A remake of Aster’s 2011 short film Beau, Beau Is Afraid is like if a Woody Allen protagonist was the Griffin Dunne character in Martin Scorsese’s After Hours, and the plot of that movie was pumped with existentialist steroids. It’s a paranoid, sexually repressed, labyrinthine odyssey with a schlubby hero—a bit like Under the Silver Lake, another movie that distributor A24 had no idea how to market to their clamoring, hyper-online, teeny bopper audience. And like After Hours, Beau Is Afraid similarly plays out like one really long joke. For his third and most ambitious film (I’m loath to conjure Magnolia comparisons), Aster leans all the way into the funny bone he was wont to exhibit in his seemingly ultra-austere first features, Hereditary and Midsommar.
Beau (Phoenix) hasn’t visited his mother, Mona (LuPone) in seven months. It doesn’t seem like very long, but to Beau it feels just short of an eternity. He relays this to his kindly and patient therapist (Stephen McKinley Henderson), and explains how guilty he feels for the perceived excessive time between visits, despite visits to Beau’s mother not being pleasant experiences. Mona loves Beau, but it’s not a healthy kind of parental love. When Beau’s keys are stolen from his apartment door on his way to the airport, the inconvenience outside of his control is framed by his mother as more proof that Beau doesn’t really love her. Over the course of one phone call, Mona’s enthusiasm for her son’s impending visit turns to broken patches of silence and desperate inquiries from Beau about what he should do—about what would make Mona most happy. There’s no answer or resolution, only a quiet, resigned end of the call. It’s a more terrifying sequence than anything in Aster’s first two films.

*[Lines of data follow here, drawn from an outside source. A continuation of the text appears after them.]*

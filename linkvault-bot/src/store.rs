//! Link storage.
//!
//! `LinkStore` is the seam between the dispatcher and persistence. The
//! production implementation is SQLite via rusqlite with the connection
//! behind a mutex; the workload is low-traffic point queries, so a single
//! shared connection is enough.

use std::path::Path;
use std::sync::{Arc, Mutex, MutexGuard};

use async_trait::async_trait;
use chrono::{DateTime, Utc};
use rusqlite::{params, Connection, OptionalExtension};
use serde::{Deserialize, Serialize};

/// A saved link record.
#[derive(Debug, Clone, Serialize, Deserialize)]
pub struct Link {
    /// Store-assigned unique id
    pub id: i64,
    /// User-chosen name
    pub name: String,
    /// Absolute URL; unique store-wide
    pub url: String,
    /// Owning user (Telegram user id)
    pub user_id: i64,
    /// Creation timestamp
    pub created_at: DateTime<Utc>,
}

/// Store failure taxonomy.
///
/// Only the duplicate-url conflict is distinguished; everything else
/// collapses to `Internal` and surfaces as a generic per-action message.
#[derive(Debug, thiserror::Error)]
pub enum StoreError {
    #[error("url already saved")]
    DuplicateUrl,

    #[error("store error: {0}")]
    Internal(String),
}

impl From<rusqlite::Error> for StoreError {
    fn from(err: rusqlite::Error) -> Self {
        // The url column carries the only UNIQUE constraint in the schema,
        // so any constraint violation is a duplicate save.
        if let rusqlite::Error::SqliteFailure(code, _) = &err {
            if code.code == rusqlite::ErrorCode::ConstraintViolation {
                return Self::DuplicateUrl;
            }
        }
        Self::Internal(err.to_string())
    }
}

pub type StoreResult<T> = Result<T, StoreError>;

/// CRUD over link records.
///
/// Visibility is scoped by owning user only where the operation says so:
/// `find_by_user` filters, `find_by_id` does not.
#[async_trait]
pub trait LinkStore: Send + Sync {
    /// Insert a new link and return it with its assigned id.
    async fn create(&self, name: &str, url: &str, user_id: i64) -> StoreResult<Link>;

    /// Point lookup by id, irrespective of owner.
    async fn find_by_id(&self, id: i64) -> StoreResult<Option<Link>>;

    /// One page of the user's links in insertion order.
    async fn find_by_user(&self, user_id: i64, offset: i64, limit: i64) -> StoreResult<Vec<Link>>;

    /// Delete by id. Deleting a missing id is not an error.
    async fn delete_by_id(&self, id: i64) -> StoreResult<()>;
}

/// SQLite-backed link store.
#[derive(Clone)]
pub struct SqliteLinkStore {
    conn: Arc<Mutex<Connection>>,
}

impl SqliteLinkStore {
    /// Open (or create) the database at the given path.
    pub fn new(db_path: &Path) -> StoreResult<Self> {
        Self::init(Connection::open(db_path)?)
    }

    /// In-memory database, used by tests.
    pub fn in_memory() -> StoreResult<Self> {
        Self::init(Connection::open_in_memory()?)
    }

    fn init(conn: Connection) -> StoreResult<Self> {
        conn.execute_batch(
            r"
            CREATE TABLE IF NOT EXISTS links (
                id INTEGER PRIMARY KEY AUTOINCREMENT,
                name TEXT NOT NULL,
                url TEXT NOT NULL UNIQUE,
                user_id INTEGER NOT NULL,
                created_at TEXT NOT NULL
            );

            CREATE INDEX IF NOT EXISTS idx_links_user ON links(user_id);
            ",
        )?;

        Ok(Self {
            conn: Arc::new(Mutex::new(conn)),
        })
    }

    fn lock(&self) -> StoreResult<MutexGuard<'_, Connection>> {
        self.conn
            .lock()
            .map_err(|e| StoreError::Internal(e.to_string()))
    }
}

fn row_to_link(row: &rusqlite::Row<'_>) -> rusqlite::Result<Link> {
    let created_at: String = row.get(4)?;
    Ok(Link {
        id: row.get(0)?,
        name: row.get(1)?,
        url: row.get(2)?,
        user_id: row.get(3)?,
        created_at: DateTime::parse_from_rfc3339(&created_at)
            .map(|dt| dt.with_timezone(&Utc))
            .unwrap_or_else(|_| Utc::now()),
    })
}

#[async_trait]
impl LinkStore for SqliteLinkStore {
    async fn create(&self, name: &str, url: &str, user_id: i64) -> StoreResult<Link> {
        let now = Utc::now();
        let conn = self.lock()?;

        conn.execute(
            "INSERT INTO links (name, url, user_id, created_at) VALUES (?1, ?2, ?3, ?4)",
            params![name, url, user_id, now.to_rfc3339()],
        )?;

        Ok(Link {
            id: conn.last_insert_rowid(),
            name: name.to_string(),
            url: url.to_string(),
            user_id,
            created_at: now,
        })
    }

    async fn find_by_id(&self, id: i64) -> StoreResult<Option<Link>> {
        let conn = self.lock()?;
        let link = conn
            .query_row(
                "SELECT id, name, url, user_id, created_at FROM links WHERE id = ?1",
                params![id],
                row_to_link,
            )
            .optional()?;
        Ok(link)
    }

    async fn find_by_user(&self, user_id: i64, offset: i64, limit: i64) -> StoreResult<Vec<Link>> {
        let conn = self.lock()?;
        let mut stmt = conn.prepare(
            "SELECT id, name, url, user_id, created_at FROM links
             WHERE user_id = ?1 ORDER BY id LIMIT ?2 OFFSET ?3",
        )?;

        let links = stmt
            .query_map(params![user_id, limit, offset], row_to_link)?
            .collect::<rusqlite::Result<Vec<_>>>()?;
        Ok(links)
    }

    async fn delete_by_id(&self, id: i64) -> StoreResult<()> {
        let conn = self.lock()?;
        conn.execute("DELETE FROM links WHERE id = ?1", params![id])?;
        Ok(())
    }
}

#[cfg(test)]
mod tests {
    use super::*;

    #[tokio::test]
    async fn create_assigns_sequential_ids() {
        let store = SqliteLinkStore::in_memory().unwrap();
        let first = store.create("a", "https://a.example", 1).await.unwrap();
        let second = store.create("b", "https://b.example", 1).await.unwrap();
        assert_eq!(second.id, first.id + 1);
    }

    #[tokio::test]
    async fn duplicate_url_is_distinguished() {
        let store = SqliteLinkStore::in_memory().unwrap();
        store.create("a", "https://a.example", 1).await.unwrap();

        // Same url, different name and user: still a duplicate.
        let err = store.create("b", "https://a.example", 2).await.unwrap_err();
        assert!(matches!(err, StoreError::DuplicateUrl));

        let links = store.find_by_user(1, 0, 10).await.unwrap();
        assert_eq!(links.len(), 1);
    }

    #[tokio::test]
    async fn find_by_id_ignores_owner() {
        let store = SqliteLinkStore::in_memory().unwrap();
        let link = store.create("a", "https://a.example", 1).await.unwrap();

        let found = store.find_by_id(link.id).await.unwrap().unwrap();
        assert_eq!(found.url, "https://a.example");
        assert_eq!(found.user_id, 1);

        assert!(store.find_by_id(9999).await.unwrap().is_none());
    }

    #[tokio::test]
    async fn find_by_user_pages_in_insertion_order() {
        let store = SqliteLinkStore::in_memory().unwrap();
        for i in 0..7 {
            store
                .create(&format!("link{i}"), &format!("https://example.com/{i}"), 1)
                .await
                .unwrap();
        }
        store.create("other", "https://other.example", 2).await.unwrap();

        let page1 = store.find_by_user(1, 0, 5).await.unwrap();
        assert_eq!(page1.len(), 5);
        assert_eq!(page1[0].name, "link0");
        assert_eq!(page1[4].name, "link4");

        let page2 = store.find_by_user(1, 5, 5).await.unwrap();
        assert_eq!(page2.len(), 2);
        assert_eq!(page2[0].name, "link5");

        let page3 = store.find_by_user(1, 10, 5).await.unwrap();
        assert!(page3.is_empty());
    }

    #[tokio::test]
    async fn delete_removes_the_record() {
        let store = SqliteLinkStore::in_memory().unwrap();
        let link = store.create("a", "https://a.example", 1).await.unwrap();

        store.delete_by_id(link.id).await.unwrap();
        assert!(store.find_by_id(link.id).await.unwrap().is_none());

        // Deleting a missing id is a no-op.
        store.delete_by_id(link.id).await.unwrap();
    }

    #[tokio::test]
    async fn created_at_round_trips_through_text() {
        let store = SqliteLinkStore::in_memory().unwrap();
        let created = store.create("a", "https://a.example", 1).await.unwrap();
        let fetched = store.find_by_id(created.id).await.unwrap().unwrap();
        assert_eq!(fetched.created_at.timestamp(), created.created_at.timestamp());
    }

    #[tokio::test]
    async fn opens_a_database_file() {
        let dir = tempfile::tempdir().unwrap();
        let path = dir.path().join("links.db");
        let store = SqliteLinkStore::new(&path).unwrap();
        store.create("a", "https://a.example", 1).await.unwrap();

        // Reopen and verify persistence.
        drop(store);
        let store = SqliteLinkStore::new(&path).unwrap();
        let links = store.find_by_user(1, 0, 5).await.unwrap();
        assert_eq!(links.len(), 1);
    }
}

And then, the worst thing that could ever, ever possibly happen, does: As Beau tries to reschedule his flight, a UPS driver picks up when Beau calls his mother. Why? The driver came to drop off a package and found the front door mysteriously open, curiosity leading him to discover a dead body on the living room floor, its face smashed in by a chandelier. The ensuing investigation by Beau and the driver reveals that the body belongs to none other than Beau’s mother, dead as a doornail with most of her face and head gone. The race to get back to his mother turns into a race to get home to arrange her funeral, Beau’s journey there impeded by a comical and cosmic sequence of events in an unevenly dystopian world, scattered about with cartoonish characters who are neither good nor evil but guided by irreverent, chaotic primality.
In Beau Is Afraid, Aster’s got a lighter, more playful touch despite the intimidating 179-minute runtime. He digs further into the familial trauma that his so-called (often derisively) “elevated” horror films explore, but in a far more obviously arch and openly comedic manner that suits both him and the film much better than it did his last two. Aster cultivates a uniquely absurd and off-kilter world, crafted meticulously by production designer Fiona Crombie, wherein character motivations are erratic, hilarious and questionably driven. In this strange universe (in which it’s never quite clear, or necessarily important, what the time period is), there is never a sense of safety for poor Beau. This is first exhibited on his way back home from therapy, when his last stretch of distance through the confusingly lawless city streets ends in an uninitiated mad-dash escape from a heavily tattooed man.